Pick out each line with the word "UnaryOp" from the material that follows.

━━━

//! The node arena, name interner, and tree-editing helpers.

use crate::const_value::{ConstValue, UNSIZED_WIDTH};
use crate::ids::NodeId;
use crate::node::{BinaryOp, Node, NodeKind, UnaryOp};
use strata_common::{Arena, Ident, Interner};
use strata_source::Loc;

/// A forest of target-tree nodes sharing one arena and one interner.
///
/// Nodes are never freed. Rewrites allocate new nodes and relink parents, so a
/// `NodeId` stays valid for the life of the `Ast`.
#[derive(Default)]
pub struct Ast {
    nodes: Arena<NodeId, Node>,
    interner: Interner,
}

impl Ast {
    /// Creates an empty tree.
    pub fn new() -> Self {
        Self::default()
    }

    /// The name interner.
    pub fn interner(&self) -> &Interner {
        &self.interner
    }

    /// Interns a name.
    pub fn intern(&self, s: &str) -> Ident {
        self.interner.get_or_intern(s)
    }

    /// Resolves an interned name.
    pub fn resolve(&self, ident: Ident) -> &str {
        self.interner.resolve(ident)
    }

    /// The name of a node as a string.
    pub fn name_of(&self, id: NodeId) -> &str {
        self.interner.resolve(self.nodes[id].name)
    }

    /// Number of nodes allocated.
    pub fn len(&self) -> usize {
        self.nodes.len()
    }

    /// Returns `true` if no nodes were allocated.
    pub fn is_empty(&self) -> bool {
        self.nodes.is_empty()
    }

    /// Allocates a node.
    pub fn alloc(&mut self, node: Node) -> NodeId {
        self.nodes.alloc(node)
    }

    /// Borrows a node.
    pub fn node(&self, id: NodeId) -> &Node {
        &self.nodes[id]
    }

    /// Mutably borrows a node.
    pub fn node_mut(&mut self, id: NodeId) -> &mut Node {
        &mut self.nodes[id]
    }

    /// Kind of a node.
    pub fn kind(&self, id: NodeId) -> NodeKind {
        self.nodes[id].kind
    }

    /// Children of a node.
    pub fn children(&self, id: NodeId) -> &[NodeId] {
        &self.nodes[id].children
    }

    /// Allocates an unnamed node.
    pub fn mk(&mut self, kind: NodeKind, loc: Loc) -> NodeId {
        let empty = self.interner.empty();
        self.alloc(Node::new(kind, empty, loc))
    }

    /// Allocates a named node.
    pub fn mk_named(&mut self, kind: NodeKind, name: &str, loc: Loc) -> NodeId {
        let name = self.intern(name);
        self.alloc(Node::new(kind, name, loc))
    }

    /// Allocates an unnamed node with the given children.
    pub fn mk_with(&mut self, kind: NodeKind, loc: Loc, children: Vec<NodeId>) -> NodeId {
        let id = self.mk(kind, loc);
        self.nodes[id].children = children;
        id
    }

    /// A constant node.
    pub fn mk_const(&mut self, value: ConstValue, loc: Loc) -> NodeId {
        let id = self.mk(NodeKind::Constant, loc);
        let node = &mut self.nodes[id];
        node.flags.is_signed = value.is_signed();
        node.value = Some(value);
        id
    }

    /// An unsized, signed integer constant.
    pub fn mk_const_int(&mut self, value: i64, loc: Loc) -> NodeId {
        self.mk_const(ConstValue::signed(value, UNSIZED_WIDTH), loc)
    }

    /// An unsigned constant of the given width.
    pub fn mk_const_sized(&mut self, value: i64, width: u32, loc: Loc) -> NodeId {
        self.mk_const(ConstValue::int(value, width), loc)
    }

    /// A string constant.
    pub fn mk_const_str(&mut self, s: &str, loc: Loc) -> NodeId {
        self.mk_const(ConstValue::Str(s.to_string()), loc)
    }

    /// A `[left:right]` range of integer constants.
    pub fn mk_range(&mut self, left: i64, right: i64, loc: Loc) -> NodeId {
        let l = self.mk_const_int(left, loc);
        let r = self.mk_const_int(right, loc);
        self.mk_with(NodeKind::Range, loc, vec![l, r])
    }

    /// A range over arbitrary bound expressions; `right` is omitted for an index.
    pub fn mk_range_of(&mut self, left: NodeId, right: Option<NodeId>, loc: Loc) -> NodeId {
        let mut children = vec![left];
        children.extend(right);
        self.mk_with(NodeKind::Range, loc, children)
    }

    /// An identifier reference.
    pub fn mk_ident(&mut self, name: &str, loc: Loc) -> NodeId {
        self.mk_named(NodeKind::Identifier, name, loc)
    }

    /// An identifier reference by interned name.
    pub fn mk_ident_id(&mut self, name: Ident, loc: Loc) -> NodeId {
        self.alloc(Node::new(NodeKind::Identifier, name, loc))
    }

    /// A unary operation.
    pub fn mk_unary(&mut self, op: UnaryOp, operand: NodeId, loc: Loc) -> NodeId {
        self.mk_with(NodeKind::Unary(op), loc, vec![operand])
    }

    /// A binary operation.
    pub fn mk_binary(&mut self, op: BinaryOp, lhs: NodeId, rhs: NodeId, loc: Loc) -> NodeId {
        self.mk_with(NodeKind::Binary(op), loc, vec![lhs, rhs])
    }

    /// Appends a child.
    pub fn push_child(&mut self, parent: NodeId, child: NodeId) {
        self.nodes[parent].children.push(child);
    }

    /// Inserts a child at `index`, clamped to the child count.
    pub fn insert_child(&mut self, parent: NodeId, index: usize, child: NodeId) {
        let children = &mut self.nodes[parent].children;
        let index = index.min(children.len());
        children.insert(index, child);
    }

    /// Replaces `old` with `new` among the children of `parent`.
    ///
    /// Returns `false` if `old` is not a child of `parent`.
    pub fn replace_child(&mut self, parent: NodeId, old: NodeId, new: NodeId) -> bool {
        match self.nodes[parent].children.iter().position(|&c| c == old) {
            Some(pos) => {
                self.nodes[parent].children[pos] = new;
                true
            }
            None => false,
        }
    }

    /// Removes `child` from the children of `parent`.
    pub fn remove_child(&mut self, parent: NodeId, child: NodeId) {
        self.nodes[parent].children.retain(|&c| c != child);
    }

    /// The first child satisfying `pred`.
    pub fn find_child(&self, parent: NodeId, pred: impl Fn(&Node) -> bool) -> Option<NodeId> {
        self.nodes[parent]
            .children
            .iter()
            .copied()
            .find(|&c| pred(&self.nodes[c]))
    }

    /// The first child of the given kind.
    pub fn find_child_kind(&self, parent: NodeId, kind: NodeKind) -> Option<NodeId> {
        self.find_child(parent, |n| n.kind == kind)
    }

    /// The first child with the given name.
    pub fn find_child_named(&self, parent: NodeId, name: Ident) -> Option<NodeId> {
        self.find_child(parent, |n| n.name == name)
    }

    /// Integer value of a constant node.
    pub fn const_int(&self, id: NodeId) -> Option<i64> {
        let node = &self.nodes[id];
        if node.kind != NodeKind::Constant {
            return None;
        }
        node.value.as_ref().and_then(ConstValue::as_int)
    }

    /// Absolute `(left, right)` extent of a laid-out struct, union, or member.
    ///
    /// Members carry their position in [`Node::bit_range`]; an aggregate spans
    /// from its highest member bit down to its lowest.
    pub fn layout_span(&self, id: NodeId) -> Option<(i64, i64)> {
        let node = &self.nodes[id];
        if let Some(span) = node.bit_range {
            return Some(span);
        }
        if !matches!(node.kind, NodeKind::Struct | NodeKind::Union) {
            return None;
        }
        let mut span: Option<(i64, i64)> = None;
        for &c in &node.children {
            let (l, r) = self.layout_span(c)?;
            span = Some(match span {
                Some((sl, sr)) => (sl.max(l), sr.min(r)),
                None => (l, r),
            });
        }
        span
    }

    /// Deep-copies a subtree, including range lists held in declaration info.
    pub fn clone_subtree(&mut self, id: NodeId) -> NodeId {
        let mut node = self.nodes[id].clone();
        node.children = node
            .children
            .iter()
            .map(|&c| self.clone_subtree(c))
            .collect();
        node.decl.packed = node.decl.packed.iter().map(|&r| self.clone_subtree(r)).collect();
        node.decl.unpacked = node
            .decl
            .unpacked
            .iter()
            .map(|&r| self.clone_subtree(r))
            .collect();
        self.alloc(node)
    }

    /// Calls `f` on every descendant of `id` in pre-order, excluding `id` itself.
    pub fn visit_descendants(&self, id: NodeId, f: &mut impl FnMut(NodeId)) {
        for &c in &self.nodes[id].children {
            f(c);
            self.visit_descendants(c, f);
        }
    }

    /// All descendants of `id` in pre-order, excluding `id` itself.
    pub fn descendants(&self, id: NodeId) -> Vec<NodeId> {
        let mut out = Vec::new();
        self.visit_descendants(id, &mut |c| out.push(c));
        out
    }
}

━━━

### Result of this task:
use crate::node::{BinaryOp, Node, NodeKind, UnaryOp};
    pub fn mk_unary(&mut self, op: UnaryOp, operand: NodeId, loc: Loc) -> NodeId {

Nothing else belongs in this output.